Chemotherapy-induced nausea and vomiting (CINV) is a side effect reported by 40%–80% of patients receiving cancer treatment. However, CINV can be prevented in 70%–80% of those cases with appropriate antiemetic prophylaxis. Few studies have evaluated approaches to improve provider adherence to antiemetic guidelines, and those who do adhere often have limited demonstrated success.
Researchers at the University of North Carolina (UNC) Cancer Hospital conducted a study to assess barriers to guideline adherence and sought to provide educational information to improve provider knowledge, specifically for RNs and advanced practice providers (APPs).
Corrine Mellin, BSN, RN, OCN®, from UNC at Chapel Hill School of Nursing, and coauthors presented the findings during a poster session at the ONS 42nd Annual Congress in Denver, CO. The poster was titled “Improving Antiemetic Guideline Adherence for Inpatient Adults Receiving Highly Emetogenic Chemotherapy (HEC).”
The researchers conducted a retrospective chart analysis and found that of 86 patients on the inpatient unit at UNC who were receiving HEC between July 2015 and July 2016, 7% were receiving treatment and management that adhered to guideline recommendations.
Baseline knowledge levels of CINV management and evidence-based guidelines were assessed via a survey that included 20 questions, and the APPs and RNs were timed to take the survey in no more than 10 minutes to ensure prompt answers and discourage the use of outside materials for assistance.
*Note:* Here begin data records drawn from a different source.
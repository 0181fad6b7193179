//! XLSX picture reader

mod cell_images;
mod drawing;
mod sheet;

use std::collections::HashMap;
use std::fs::File;
use std::io::{BufReader, Read, Seek};
use std::path::Path;

use quick_xml::events::{BytesStart, Event};
use quick_xml::reader::Reader;

use crate::error::{XlsxError, XlsxResult};
use crate::images::{ImageSource, SheetImage, SheetImages};
use rowpix_core::RawAnchor;

const WORKBOOK_PART: &str = "xl/workbook.xml";
const WORKBOOK_RELS_PART: &str = "xl/_rels/workbook.xml.rels";

/// Decode Excel's `_xHHHH_` escape sequences in strings.
///
/// Excel uses this format to encode special characters in XML:
/// - `_x000d_` = CR (carriage return)
/// - `_x000a_` = LF (line feed)
/// - `_x005f_` = Underscore (escaped underscore)
pub(crate) fn decode_excel_escapes(s: &str) -> String {
    let mut result = String::with_capacity(s.len());
    let mut rest = s;

    while let Some(pos) = rest.find("_x") {
        result.push_str(&rest[..pos]);
        let tail = &rest[pos..];
        let hex = tail.get(2..6);
        let decoded = match (hex, tail.as_bytes().get(6)) {
            (Some(hex), Some(b'_')) if hex.bytes().all(|b| b.is_ascii_hexdigit()) => {
                u32::from_str_radix(hex, 16).ok().and_then(char::from_u32)
            }
            _ => None,
        };

        match decoded {
            Some(c) => {
                result.push(c);
                rest = &tail[7..];
            }
            None => {
                result.push('_');
                rest = &tail[1..];
            }
        }
    }

    result.push_str(rest);
    result
}

/// Value of the attribute whose local name (prefix stripped) is `local`.
pub(crate) fn attr(e: &BytesStart<'_>, local: &[u8]) -> Option<String> {
    e.attributes()
        .flatten()
        .find(|a| a.key.local_name().as_ref() == local)
        .and_then(|a| a.unescape_value().ok().map(|v| v.into_owned()))
}

/// Resolve a relationship `Target` against the part that owns the `.rels`.
///
/// `xl/drawings/drawing1.xml` + `../media/image1.png` → `xl/media/image1.png`
pub(crate) fn resolve_target(base_part: &str, target: &str) -> String {
    if let Some(absolute) = target.strip_prefix('/') {
        return absolute.to_string();
    }

    let mut segments: Vec<&str> = base_part.split('/').collect();
    segments.pop();
    for seg in target.split('/') {
        match seg {
            "" | "." => {}
            ".." => {
                segments.pop();
            }
            other => segments.push(other),
        }
    }
    segments.join("/")
}

/// The `.rels` part describing the relationships of `part`.
///
/// `xl/worksheets/sheet1.xml` → `xl/worksheets/_rels/sheet1.xml.rels`
pub(crate) fn rels_path_for(part: &str) -> String {
    match part.rsplit_once('/') {
        Some((dir, file)) => format!("{dir}/_rels/{file}.rels"),
        None => format!("_rels/{part}.rels"),
    }
}

/// One `<Relationship>` entry.
#[derive(Debug, Clone)]
pub(crate) struct Relationship {
    pub rel_type: String,
    pub target: String,
    pub external: bool,
}

pub(crate) type Archive<R> = zip::ZipArchive<R>;

/// Read a `.rels` part into `Id -> Relationship`. A missing part is empty.
pub(crate) fn read_relationships<R: Read + Seek>(
    archive: &mut Archive<R>,
    rels_path: &str,
) -> XlsxResult<HashMap<String, Relationship>> {
    let mut rels = HashMap::new();

    let file = match archive.by_name(rels_path) {
        Ok(f) => f,
        Err(_) => return Ok(rels),
    };

    let mut xml_reader = Reader::from_reader(BufReader::new(file));
    xml_reader.trim_text(true);
    let mut buf = Vec::new();

    loop {
        match xml_reader.read_event_into(&mut buf) {
            Ok(Event::Empty(e)) | Ok(Event::Start(e))
                if e.local_name().as_ref() == b"Relationship" =>
            {
                if let (Some(id), Some(target)) = (attr(&e, b"Id"), attr(&e, b"Target")) {
                    let external = attr(&e, b"TargetMode")
                        .is_some_and(|m| m.trim().eq_ignore_ascii_case("External"));
                    rels.insert(
                        id,
                        Relationship {
                            rel_type: attr(&e, b"Type").unwrap_or_default(),
                            target,
                            external,
                        },
                    );
                }
            }
            Ok(Event::Eof) => break,
            Err(e) => return Err(XlsxError::Xml(e)),
            _ => {}
        }
        buf.clear();
    }

    Ok(rels)
}

/// Read the bytes of a package part, `None` when the part is absent.
pub(crate) fn read_part<R: Read + Seek>(
    archive: &mut Archive<R>,
    part: &str,
) -> XlsxResult<Option<Vec<u8>>> {
    let mut file = match archive.by_name(part) {
        Ok(f) => f,
        Err(_) => return Ok(None),
    };
    let mut data = Vec::with_capacity(file.size() as usize);
    file.read_to_end(&mut data)?;
    Ok(Some(data))
}

/// Reads one worksheet's pictures, anchors and cell text from an XLSX package.
pub struct XlsxImageReader;

impl XlsxImageReader {
    /// Read a sheet from a file path
    pub fn read_sheet_file<P: AsRef<Path>>(path: P, sheet_name: &str) -> XlsxResult<SheetImages> {
        let file = File::open(path)?;
        Self::read_sheet(BufReader::new(file), sheet_name)
    }

    /// List the workbook's sheet names in order
    pub fn sheet_names_file<P: AsRef<Path>>(path: P) -> XlsxResult<Vec<String>> {
        let file = File::open(path)?;
        Self::sheet_names(BufReader::new(file))
    }

    pub fn sheet_names<R: Read + Seek>(reader: R) -> XlsxResult<Vec<String>> {
        let mut archive = Self::open_archive(reader)?;
        let sheets = Self::read_workbook_xml(&mut archive)?;
        Ok(sheets.into_iter().map(|(name, _)| name).collect())
    }

    /// Read a sheet's pictures, anchors and cell text from a reader
    pub fn read_sheet<R: Read + Seek>(reader: R, sheet_name: &str) -> XlsxResult<SheetImages> {
        let mut archive = Self::open_archive(reader)?;

        let shared_strings = Self::read_shared_strings(&mut archive)?;
        let sheet_info = Self::read_workbook_xml(&mut archive)?;
        let workbook_rels = read_relationships(&mut archive, WORKBOOK_RELS_PART)?;

        let r_id = sheet_info
            .iter()
            .find(|(name, _)| name == sheet_name)
            .map(|(_, r_id)| r_id.clone())
            .ok_or_else(|| XlsxError::SheetNotFound {
                name: sheet_name.to_string(),
                available: sheet_info.iter().map(|(n, _)| n.clone()).collect(),
            })?;

        let sheet_part = workbook_rels
            .get(&r_id)
            .filter(|rel| rel.rel_type.ends_with("/worksheet"))
            .map(|rel| resolve_target(WORKBOOK_PART, &rel.target))
            .ok_or_else(|| {
                XlsxError::InvalidFormat(format!("no worksheet relationship for {r_id}"))
            })?;

        let parsed = sheet::read_worksheet(&mut archive, &sheet_part, &shared_strings)?;
        let sheet_rels = read_relationships(&mut archive, &rels_path_for(&sheet_part))?;

        let mut images = Vec::new();

        for drawing_id in &parsed.drawing_ids {
            let Some(rel) = sheet_rels.get(drawing_id) else {
                log::debug!("{sheet_part}: drawing relationship {drawing_id} not found");
                continue;
            };
            let drawing_part = resolve_target(&sheet_part, &rel.target);
            images.extend(drawing::read_drawing(&mut archive, &drawing_part)?);
        }

        if !parsed.cell_image_refs.is_empty() {
            let catalog = cell_images::read_cell_images(&mut archive, &workbook_rels)?;
            for (addr, id) in &parsed.cell_image_refs {
                let media_part = catalog.get(id).cloned();
                if media_part.is_none() {
                    log::debug!("{sheet_part}: {addr} references unknown cell image {id}");
                }
                images.push(SheetImage {
                    anchor: RawAnchor::from_cell_ref(addr.to_a1_string()),
                    source: ImageSource::CellImage,
                    name: Some(id.clone()),
                    media_part,
                    data: None,
                });
            }
        }

        for image in &mut images {
            if let Some(part) = &image.media_part {
                image.data = read_part(&mut archive, part)?;
                if image.data.is_none() {
                    log::debug!("media part {part} missing from package");
                }
            }
        }

        Ok(SheetImages {
            sheet_name: sheet_name.to_string(),
            declared_max_row: parsed.declared_max_row,
            cells: parsed.cells,
            merged: parsed.merged,
            images,
        })
    }

    fn open_archive<R: Read + Seek>(reader: R) -> XlsxResult<Archive<R>> {
        let mut archive = zip::ZipArchive::new(reader)?;

        if archive.by_name("[Content_Types].xml").is_err() {
            return Err(XlsxError::InvalidFormat(
                "Missing [Content_Types].xml".into(),
            ));
        }

        Ok(archive)
    }

    /// Read the shared strings table
    fn read_shared_strings<R: Read + Seek>(archive: &mut Archive<R>) -> XlsxResult<Vec<String>> {
        let mut strings = Vec::new();

        let file = match archive.by_name("xl/sharedStrings.xml") {
            Ok(f) => f,
            Err(_) => return Ok(strings), // No shared strings is valid
        };

        let mut xml_reader = Reader::from_reader(BufReader::new(file));
        xml_reader.trim_text(true);

        let mut buf = Vec::new();
        let mut current_string = String::new();
        let mut in_si = false;
        let mut in_t = false;

        loop {
            match xml_reader.read_event_into(&mut buf) {
                Ok(Event::Start(e)) => match e.local_name().as_ref() {
                    b"si" => {
                        in_si = true;
                        current_string.clear();
                    }
                    b"t" if in_si => in_t = true,
                    _ => {}
                },
                Ok(Event::Empty(e)) if e.local_name().as_ref() == b"si" => {
                    strings.push(String::new());
                }
                Ok(Event::End(e)) => match e.local_name().as_ref() {
                    b"si" => {
                        strings.push(decode_excel_escapes(&current_string));
                        current_string.clear();
                        in_si = false;
                    }
                    b"t" => in_t = false,
                    _ => {}
                },
                Ok(Event::Text(e)) if in_t => {
                    if let Ok(text) = e.unescape() {
                        current_string.push_str(&text);
                    }
                }
                Ok(Event::Eof) => break,
                Err(e) => return Err(XlsxError::Xml(e)),
                _ => {}
            }
            buf.clear();
        }

        Ok(strings)
    }

    /// Read workbook.xml to get sheet names and rIds
    fn read_workbook_xml<R: Read + Seek>(
        archive: &mut Archive<R>,
    ) -> XlsxResult<Vec<(String, String)>> {
        let file = archive
            .by_name(WORKBOOK_PART)
            .map_err(|_| XlsxError::MissingPart(WORKBOOK_PART.into()))?;

        let mut xml_reader = Reader::from_reader(BufReader::new(file));
        xml_reader.trim_text(true);

        let mut buf = Vec::new();
        let mut sheets = Vec::new();

        loop {
            match xml_reader.read_event_into(&mut buf) {
                Ok(Event::Empty(e)) | Ok(Event::Start(e))
                    if e.local_name().as_ref() == b"sheet" =>
                {
                    if let (Some(name), Some(r_id)) = (attr(&e, b"name"), attr(&e, b"id")) {
                        sheets.push((name, r_id));
                    }
                }
                Ok(Event::Eof) => break,
                Err(e) => return Err(XlsxError::Xml(e)),
                _ => {}
            }
            buf.clear();
        }

        Ok(sheets)
    }
}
Following, the pretest, a PowerPoint education session was provided to 82 RNs and 6 APPs. A follow-up survey was emailed to all participants right after the educational intervention, as well as three months after, and included the same questions as the preintervention survey.
The researchers reported nonsignificant change in survey results for the APP population. However, they noted that the small sample size and adequate baseline knowledge may have impacted the results.
For the RN population, the researchers noted significant survey result changes from the pre- to post-test for 8 of 13 questions, “demonstrating successful improvement in knowledge...and the continued need for provider education and reinforcement.” Most of the significant improvement was related to the use of lorazepam in breakthrough CINV and understanding the definitions of different CINV types (e.g., acute, delayed, breakthrough).
Knowledge gaps included the purpose of using an neurokinin 1 receptor antagonists, understanding the guideline limitations, and where to locate guidelines. There was also a decreasing trend in significance of survey results from the pre-test to the three-month post-test, which demonstrates the importance of reinforcing the guidelines, the researchers noted.